//! Typed errors and HTTP mapping.

use crate::service::Violation;
use axum::{
    http::StatusCode,
    response::{IntoResponse, Response},
    Json,
};
use serde::Serialize;
use thiserror::Error;

/// What is wrong with one field or table descriptor.
#[derive(Error, Clone, Debug, PartialEq, Eq, Serialize)]
#[serde(tag = "type")]
pub enum DescriptorErrorKind {
    #[error("error-no-options")]
    #[serde(rename = "error-no-options")]
    NoOptions,
    #[error("error-unknown-option")]
    #[serde(rename = "error-unknown-option")]
    UnknownOption,
    #[error("error-too-few-params (minimum {min}, found {found})")]
    #[serde(rename = "error-too-few-params")]
    TooFewParams { min: usize, found: usize },
    #[error("error-too-many-params (maximum {max}, found {found})")]
    #[serde(rename = "error-too-many-params")]
    TooManyParams { max: usize, found: usize },
    #[error("error-no-type")]
    #[serde(rename = "error-no-type")]
    NoType,
    #[error("error-too-many-types ({})", .types.join(", "))]
    #[serde(rename = "error-too-many-types")]
    TooManyTypes { types: Vec<String> },
    #[error("error-malformed-field")]
    #[serde(rename = "error-malformed-field")]
    MalformedField,
    #[error("error-no-fields")]
    #[serde(rename = "error-no-fields")]
    NoFields,
    #[error("error-no-valid-fields")]
    #[serde(rename = "error-no-valid-fields")]
    NoValidFields,
    #[error("error-no-primary")]
    #[serde(rename = "error-no-primary")]
    NoPrimary,
}

impl DescriptorErrorKind {
    pub fn tag(&self) -> &'static str {
        match self {
            DescriptorErrorKind::NoOptions => "error-no-options",
            DescriptorErrorKind::UnknownOption => "error-unknown-option",
            DescriptorErrorKind::TooFewParams { .. } => "error-too-few-params",
            DescriptorErrorKind::TooManyParams { .. } => "error-too-many-params",
            DescriptorErrorKind::NoType => "error-no-type",
            DescriptorErrorKind::TooManyTypes { .. } => "error-too-many-types",
            DescriptorErrorKind::MalformedField => "error-malformed-field",
            DescriptorErrorKind::NoFields => "error-no-fields",
            DescriptorErrorKind::NoValidFields => "error-no-valid-fields",
            DescriptorErrorKind::NoPrimary => "error-no-primary",
        }
    }
}

/// One structured descriptor error. Table-level errors carry no field name.
#[derive(Error, Clone, Debug, PartialEq, Eq, Serialize)]
#[error("{kind}{}", location(.table, .field, .option))]
pub struct DescriptorError {
    #[serde(skip_serializing_if = "Option::is_none")]
    pub table: Option<String>,
    #[serde(skip_serializing_if = "Option::is_none")]
    pub field: Option<String>,
    #[serde(skip_serializing_if = "Option::is_none")]
    pub option: Option<String>,
    #[serde(flatten)]
    pub kind: DescriptorErrorKind,
}

impl DescriptorError {
    pub fn field(field: &str, kind: DescriptorErrorKind) -> Self {
        DescriptorError {
            table: None,
            field: Some(field.to_string()),
            option: None,
            kind,
        }
    }

    pub fn option(field: &str, option: &str, kind: DescriptorErrorKind) -> Self {
        DescriptorError {
            table: None,
            field: Some(field.to_string()),
            option: Some(option.to_string()),
            kind,
        }
    }

    pub fn table(table: &str, kind: DescriptorErrorKind) -> Self {
        DescriptorError {
            table: Some(table.to_string()),
            field: None,
            option: None,
            kind,
        }
    }

    pub fn in_table(mut self, table: &str) -> Self {
        self.table = Some(table.to_string());
        self
    }
}

fn location(table: &Option<String>, field: &Option<String>, option: &Option<String>) -> String {
    let mut out = String::new();
    if let Some(table) = table {
        out.push_str(&format!(" table '{}'", table));
    }
    if let Some(field) = field {
        out.push_str(&format!(" field '{}'", field));
    }
    if let Some(option) = option {
        out.push_str(&format!(" option '{}'", option));
    }
    out
}

#[derive(Error, Debug)]
pub enum ConfigError {
    #[error("schema load: {0}")]
    Load(String),
    #[error("table '{table}' has {} descriptor error(s)", .errors.len())]
    Table { table: String, errors: Vec<DescriptorError> },
    #[error("unknown table: {0}")]
    MissingTable(String),
}

/// Failures raised by the persistence collaborator. A missing record is not an
/// error at this level; lookups return `Ok(None)`.
#[derive(Error, Debug)]
pub enum StoreError {
    #[error("store: {0}")]
    Failure(String),
    #[error("database: {0}")]
    Db(#[from] sqlx::Error),
}

#[derive(Error, Debug)]
pub enum AppError {
    #[error(transparent)]
    Config(#[from] ConfigError),
    #[error(transparent)]
    Store(#[from] StoreError),
    #[error("not found: {0}")]
    NotFound(String),
    #[error("validation: {} violation(s)", .0.len())]
    Validation(Vec<Violation>),
    #[error("bad request: {0}")]
    BadRequest(String),
}

#[derive(Serialize)]
pub struct ErrorBody {
    pub error: ErrorDetail,
}

#[derive(Serialize)]
pub struct ErrorDetail {
    pub code: String,
    pub message: String,
    #[serde(skip_serializing_if = "Option::is_none")]
    pub details: Option<serde_json::Value>,
}

impl IntoResponse for AppError {
    fn into_response(self) -> Response {
        let (status, code) = match &self {
            AppError::Config(_) => (StatusCode::INTERNAL_SERVER_ERROR, "config_error"),
            AppError::Store(_) => (StatusCode::INTERNAL_SERVER_ERROR, "store_error"),
            AppError::NotFound(_) => (StatusCode::NOT_FOUND, "not_found"),
            AppError::Validation(_) => (StatusCode::BAD_REQUEST, "validation_error"),
            AppError::BadRequest(_) => (StatusCode::BAD_REQUEST, "bad_request"),
        };
        let details = match &self {
            AppError::Validation(violations) => serde_json::to_value(violations).ok(),
            _ => None,
        };
        let body = ErrorBody {
            error: ErrorDetail {
                code: code.to_string(),
                message: self.to_string(),
                details,
            },
        };
        (status, Json(body)).into_response()
    }
}
//! HTTP grammar character classes.
//!
//! Every predicate is backed by a 256 entry lookup table built at compile time.
//!
//! ```not_rust
//! CHAR       = <any US-ASCII character (octets 0 - 127)>
//! CTL        = <any US-ASCII control character (octets 0 - 31) and DEL (127)>
//! separators = "(" | ")" | "<" | ">" | "@" | "," | ";" | ":" | "\" | <">
//!            | "/" | "[" | "]" | "?" | "=" | "{" | "}" | SP | HT
//! token      = 1*<any CHAR except CTLs or separators>
//! TEXT       = <any OCTET except CTLs, but including LWS>
//! ```
//!
//! [RFC2616]: <https://datatracker.ietf.org/doc/html/rfc2616#section-2.2>

macro_rules! byte_map {
    // ===== 256 lookup table =====
    {
        $(#[$meta:meta])*
        $vis:vis const fn $fn_id:ident($byte:ident:$u8:ty) { $e:expr }
    } => {
        $(#[$meta])*
        $vis const fn $fn_id($byte: $u8) -> bool {
            static PAT: [bool; 256] = {
                let mut bytes = [false; 256];
                let mut $byte = 0u8;
                const fn filter($byte: $u8) -> bool {
                    $e
                }
                loop {
                    bytes[$byte as usize] = filter($byte);
                    if $byte == 255 {
                        break;
                    }
                    $byte += 1;
                }
                bytes
            };
            PAT[$byte as usize]
        }
    };
}

byte_map! {
    /// CHAR = <any US-ASCII character (octets 0 - 127)>
    #[inline(always)]
    pub const fn is_char(byte: u8) {
        byte < 128
    }
}

byte_map! {
    /// CTL = <any US-ASCII control character (octets 0 - 31) and DEL (127)>
    #[inline(always)]
    pub const fn is_ctl(byte: u8) {
        byte < 32 || byte == 127
    }
}

byte_map! {
    /// separators = "(" | ")" | "<" | ">" | "@" | "," | ";" | ":" | "\" | <">
    ///            | "/" | "[" | "]" | "?" | "=" | "{" | "}" | SP | HT
    #[inline(always)]
    pub const fn is_separator(byte: u8) {
        matches!(
            byte,
            | b'(' | b')' | b'<' | b'>' | b'@' | b',' | b';' | b':' | b'\\' | b'"'
            | b'/' | b'[' | b']' | b'?' | b'=' | b'{' | b'}' | b' ' | b'\t'
        )
    }
}

byte_map! {
    /// token   = 1*tchar
    /// tchar   = "!" / "#" / "$" / "%" / "&" / "'" / "*"
    ///         / "+" / "-" / "." / "^" / "_" / "`" / "|" / "~"
    ///         / DIGIT / ALPHA
    #[inline(always)]
    pub const fn is_token(byte: u8) {
        byte < 128 && !(byte < 32 || byte == 127) && !is_separator(byte)
    }
}

byte_map! {
    /// TEXT = <any OCTET except CTLs, but including LWS>
    #[inline(always)]
    pub const fn is_text(byte: u8) {
        is_linear_white_space(byte) || !(byte < 32 || byte == 127)
    }
}

/// SP | HT
#[inline(always)]
pub const fn is_space(byte: u8) -> bool {
    matches!(byte, b' ' | b'\t')
}

/// CR | LF | SP | HT
#[inline(always)]
pub const fn is_linear_white_space(byte: u8) -> bool {
    matches!(byte, b'\r' | b'\n' | b' ' | b'\t')
}

#[inline(always)]
pub const fn is_carriage_return(byte: u8) -> bool {
    byte == b'\r'
}

#[inline(always)]
pub const fn is_line_feed(byte: u8) -> bool {
    byte == b'\n'
}

#[inline(always)]
pub const fn is_digit(byte: u8) -> bool {
    byte.is_ascii_digit()
}

#[inline(always)]
pub const fn is_alpha(byte: u8) -> bool {
    byte.is_ascii_alphabetic()
}

#[inline(always)]
pub const fn is_upper(byte: u8) -> bool {
    byte.is_ascii_uppercase()
}

#[inline(always)]
pub const fn is_lower(byte: u8) -> bool {
    byte.is_ascii_lowercase()
}

#[inline(always)]
pub const fn is_double_quote(byte: u8) -> bool {
    byte == b'"'
}

#[inline(always)]
pub const fn is_comma(byte: u8) -> bool {
    byte == b','
}

#[inline(always)]
pub const fn is_semicolon(byte: u8) -> bool {
    byte == b';'
}

byte_map! {
    /// ctext = <any TEXT excluding "(" and ")">
    #[inline(always)]
    pub const fn is_comment_text(byte: u8) {
        is_text(byte) && byte != b'(' && byte != b')'
    }
}

byte_map! {
    /// qdtext = <any TEXT except <">>
    #[inline(always)]
    pub const fn is_quoted_text(byte: u8) {
        is_text(byte) && byte != b'"'
    }
}

byte_map! {
    /// field-value = *( field-content / obs-fold )
    ///
    /// Visible characters, SP, HTAB and obs-text.
    #[inline(always)]
    pub const fn is_header_value(byte: u8) {
        byte == b'\t' || (byte >= 0x20 && byte != 0x7f)
    }
}

byte_map! {
    /// Specialized `token` for lowercase only header name.
    #[inline(always)]
    pub const fn is_token_lowercase(byte: u8) {
        is_token(byte) && !byte.is_ascii_uppercase()
    }
}

byte_map! {
    /// token68 = 1*( ALPHA / DIGIT / "-" / "." / "_" / "~" / "+" / "/" ) *"="
    ///
    /// Without the trailing `=` padding.
    #[inline(always)]
    pub const fn is_token68(byte: u8) {
        matches!(byte, b'a'..=b'z' | b'A'..=b'Z' | b'0'..=b'9' | b'-' | b'.' | b'_' | b'~' | b'+' | b'/')
    }
}

/// Returns `true` if `value` is a non empty `token`.
pub const fn is_token_str(value: &str) -> bool {
    let mut bytes = value.as_bytes();
    if bytes.is_empty() {
        return false;
    }
    while let [byte, rest @ ..] = bytes {
        if !is_token(*byte) {
            return false;
        }
        bytes = rest;
    }
    true
}

#[cfg(test)]
mod tests {
    use super::*;

    #[test]
    fn test_token() {
        for byte in b"abcXYZ019!#$%&'*+-.^_`|~" {
            assert!(is_token(*byte), "{:?}", *byte as char);
        }
        for byte in b"()<>@,;:\\\"/[]?={} \t\x00\x1f\x7f\x80\xff" {
            assert!(!is_token(*byte), "{:?}", *byte as char);
        }
        assert!(is_token_str("gzip"));
        assert!(is_token_str("x-custom.1"));
        assert!(!is_token_str(""));
        assert!(!is_token_str("file name"));
        assert!(!is_token_str("a/b"));
    }

    #[test]
    fn test_text() {
        assert!(is_text(b' '));
        assert!(is_text(b'\t'));
        assert!(is_text(b'\r'));
        assert!(is_text(b'a'));
        assert!(is_text(0xe9));
        assert!(!is_text(0x00));
        assert!(!is_text(0x7f));

        assert!(!is_quoted_text(b'"'));
        assert!(is_quoted_text(b'\\'));
        assert!(!is_comment_text(b'('));
        assert!(!is_comment_text(b')'));
    }

    #[test]
    fn test_separator_and_space() {
        assert!(is_separator(b'='));
        assert!(is_separator(b' '));
        assert!(!is_separator(b'-'));
        assert!(is_space(b'\t'));
        assert!(!is_space(b'\r'));
        assert!(is_linear_white_space(b'\n'));
        assert!(is_header_value(b'"'));
        assert!(!is_header_value(b'\r'));
        assert!(is_token_lowercase(b'a'));
        assert!(!is_token_lowercase(b'A'));
        assert!(is_token68(b'/'));
        assert!(!is_token68(b'='));
        assert!(!is_token68(b'"'));
    }
}
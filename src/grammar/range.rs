//! `Range` and `Content-Range`.
use super::{FormatError, HeaderReader, HeaderWriter, ParseError, ParseErrorKind};
use crate::data::Range;

/// Read a `Range` value, e.g: `bytes=0-499, 1000-, -500`.
///
/// ```not_rust
/// ranges-specifier = unit "=" range-spec *( "," range-spec )
/// range-spec       = first-pos "-" [ last-pos ] | "-" suffix-length
/// ```
pub fn read_ranges(value: &str) -> Result<Vec<Range>, ParseError> {
    let mut reader = HeaderReader::new(value);
    reader.skip_spaces();
    if reader.is_end() {
        return Ok(Vec::new());
    }

    let Some(unit) = reader.read_token() else {
        return Err(reader.unexpected());
    };
    reader.skip_spaces();
    if reader.read() != Some(b'=') {
        reader.unread();
        return Err(reader.unexpected());
    }

    let mut ranges = Vec::new();
    loop {
        reader.skip_spaces();
        let first = reader.read_number()?;
        if reader.read() != Some(b'-') {
            reader.unread();
            return Err(reader.unexpected());
        }
        let last = reader.read_number()?;

        let range = match (first, last) {
            (Some(first), Some(last)) if first <= last => match span(first, last) {
                Some(size) => Range::with_unit(unit, Some(first), Some(size)),
                None => return Err(reader.error(ParseErrorKind::InvalidNumber)),
            },
            (Some(first), None) => Range::with_unit(unit, Some(first), Range::SIZE_MAX),
            (None, Some(suffix)) => Range::with_unit(unit, Range::INDEX_LAST, Some(suffix)),
            _ => return Err(reader.error(ParseErrorKind::Malformed)),
        };
        ranges.push(range);

        if !reader.skip_value_separator() {
            break;
        }
    }

    reader.expect_end()?;
    Ok(ranges)
}

/// Number of positions in `first..=last`, `None` when it does not fit in a `u64`.
fn span(first: u64, last: u64) -> Option<u64> {
    last.checked_sub(first)?.checked_add(1)
}

/// Write a `Range` value.
///
/// The unit of the first range is used for all of them.
///
/// # Errors
///
/// Returns error if a range has neither index nor size.
pub fn write_ranges(ranges: &[Range]) -> Result<String, FormatError> {
    let mut writer = HeaderWriter::new();
    let Some(head) = ranges.first() else {
        return Ok(String::new());
    };
    writer.append_token(head.unit())?.append_char('=');

    for (i, range) in ranges.iter().enumerate() {
        if i > 0 {
            writer.append_char(',');
        }
        match (range.index(), range.size()) {
            (Some(index), None) => {
                writer.append_number(index).append_char('-');
            }
            (Some(index), Some(size)) if size > 0 => {
                writer
                    .append_number(index)
                    .append_char('-')
                    .append_number(index.saturating_add(size - 1));
            }
            (None, Some(suffix)) => {
                writer.append_char('-').append_number(suffix);
            }
            _ => return Err(FormatError::InvalidRange),
        }
    }

    Ok(writer.into_string())
}

/// Read a `Content-Range` value.
///
/// Returns the range, `None` for an unsatisfied range (`*`), and the complete entity size,
/// `None` when given as `*`.
///
/// ```not_rust
/// content-range = unit SP ( first-pos "-" last-pos | "*" ) "/" ( length | "*" )
/// ```
pub fn read_content_range(value: &str) -> Result<(Option<Range>, Option<u64>), ParseError> {
    let mut reader = HeaderReader::new(value);
    reader.skip_spaces();

    let Some(unit) = reader.read_token() else {
        return Err(reader.unexpected());
    };
    if !reader.skip_spaces() {
        return Err(reader.unexpected());
    }

    let range = if reader.peek() == Some(b'*') {
        reader.read();
        None
    } else {
        let first = reader.read_number()?;
        if reader.read() != Some(b'-') {
            reader.unread();
            return Err(reader.unexpected());
        }
        let last = reader.read_number()?;
        match (first, last) {
            (Some(first), Some(last)) if first <= last => match span(first, last) {
                Some(size) => Some((first, size)),
                None => return Err(reader.error(ParseErrorKind::InvalidNumber)),
            },
            _ => return Err(reader.error(ParseErrorKind::Malformed)),
        }
    };

    if reader.read() != Some(b'/') {
        reader.unread();
        return Err(reader.unexpected());
    }

    let size = if reader.peek() == Some(b'*') {
        reader.read();
        None
    } else {
        match reader.read_number()? {
            Some(size) => Some(size),
            None => return Err(reader.unexpected()),
        }
    };
    reader.expect_end()?;

    let range = range.map(|(first, size)| Range::with_unit(unit, Some(first), Some(size)));
    Ok((range, size))
}

/// Write a `Content-Range` value for a range of an entity.
///
/// # Errors
///
/// Returns error when the entity size is unknown but needed to resolve the range, when a suffix
/// is larger than the entity, or when the range has neither index nor size.
pub fn write_content_range(range: &Range, entity_size: Option<u64>) -> Result<String, FormatError> {
    let (first, last) = match (range.index(), range.size()) {
        (None, None) | (_, Some(0)) => return Err(FormatError::InvalidRange),
        (Some(index), Some(size)) => {
            let last = index.saturating_add(size - 1);
            match entity_size {
                Some(entity_size) => {
                    if index >= entity_size {
                        return Err(FormatError::InvalidRange);
                    }
                    (index, last.min(entity_size - 1))
                }
                None => (index, last),
            }
        }
        (Some(index), None) => {
            let entity_size = entity_size.ok_or(FormatError::UnknownEntitySize)?;
            if index >= entity_size {
                return Err(FormatError::InvalidRange);
            }
            (index, entity_size - 1)
        }
        (None, Some(suffix)) => {
            let entity_size = entity_size.ok_or(FormatError::UnknownEntitySize)?;
            if suffix > entity_size {
                return Err(FormatError::RangeTooLarge);
            }
            (entity_size - suffix, entity_size - 1)
        }
    };

    let mut writer = HeaderWriter::new();
    writer
        .append_token(range.unit())?
        .append_char(' ')
        .append_number(first)
        .append_char('-')
        .append_number(last)
        .append_char('/');
    match entity_size {
        Some(size) => writer.append_number(size),
        None => writer.append_char('*'),
    };
    Ok(writer.into_string())
}

/// Write the `Content-Range` of a `416` response, e.g: `bytes */1500`.
///
/// # Errors
///
/// Returns error if the unit is not a token.
pub fn write_unsatisfied_content_range(unit: &str, entity_size: u64) -> Result<String, FormatError> {
    let mut writer = HeaderWriter::new();
    writer.append_token(unit)?.append(" */").append_number(entity_size);
    Ok(writer.into_string())
}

-- -- --

> Assigned task: Would you please copy, word for word, everything above from the line containing "pub fn in_table(mut" down to the line containing "let (status, code)", those two lines included?

> Exercise response:
    pub fn in_table(mut self, table: &str) -> Self {
        self.table = Some(table.to_string());
        self
    }
}

fn location(table: &Option<String>, field: &Option<String>, option: &Option<String>) -> String {
    let mut out = String::new();
    if let Some(table) = table {
        out.push_str(&format!(" table '{}'", table));
    }
    if let Some(field) = field {
        out.push_str(&format!(" field '{}'", field));
    }
    if let Some(option) = option {
        out.push_str(&format!(" option '{}'", option));
    }
    out
}

#[derive(Error, Debug)]
pub enum ConfigError {
    #[error("schema load: {0}")]
    Load(String),
    #[error("table '{table}' has {} descriptor error(s)", .errors.len())]
    Table { table: String, errors: Vec<DescriptorError> },
    #[error("unknown table: {0}")]
    MissingTable(String),
}

/// Failures raised by the persistence collaborator. A missing record is not an
/// error at this level; lookups return `Ok(None)`.
#[derive(Error, Debug)]
pub enum StoreError {
    #[error("store: {0}")]
    Failure(String),
    #[error("database: {0}")]
    Db(#[from] sqlx::Error),
}

#[derive(Error, Debug)]
pub enum AppError {
    #[error(transparent)]
    Config(#[from] ConfigError),
    #[error(transparent)]
    Store(#[from] StoreError),
    #[error("not found: {0}")]
    NotFound(String),
    #[error("validation: {} violation(s)", .0.len())]
    Validation(Vec<Violation>),
    #[error("bad request: {0}")]
    BadRequest(String),
}

#[derive(Serialize)]
pub struct ErrorBody {
    pub error: ErrorDetail,
}

#[derive(Serialize)]
pub struct ErrorDetail {
    pub code: String,
    pub message: String,
    #[serde(skip_serializing_if = "Option::is_none")]
    pub details: Option<serde_json::Value>,
}

impl IntoResponse for AppError {
    fn into_response(self) -> Response {
        let (status, code) = match &self {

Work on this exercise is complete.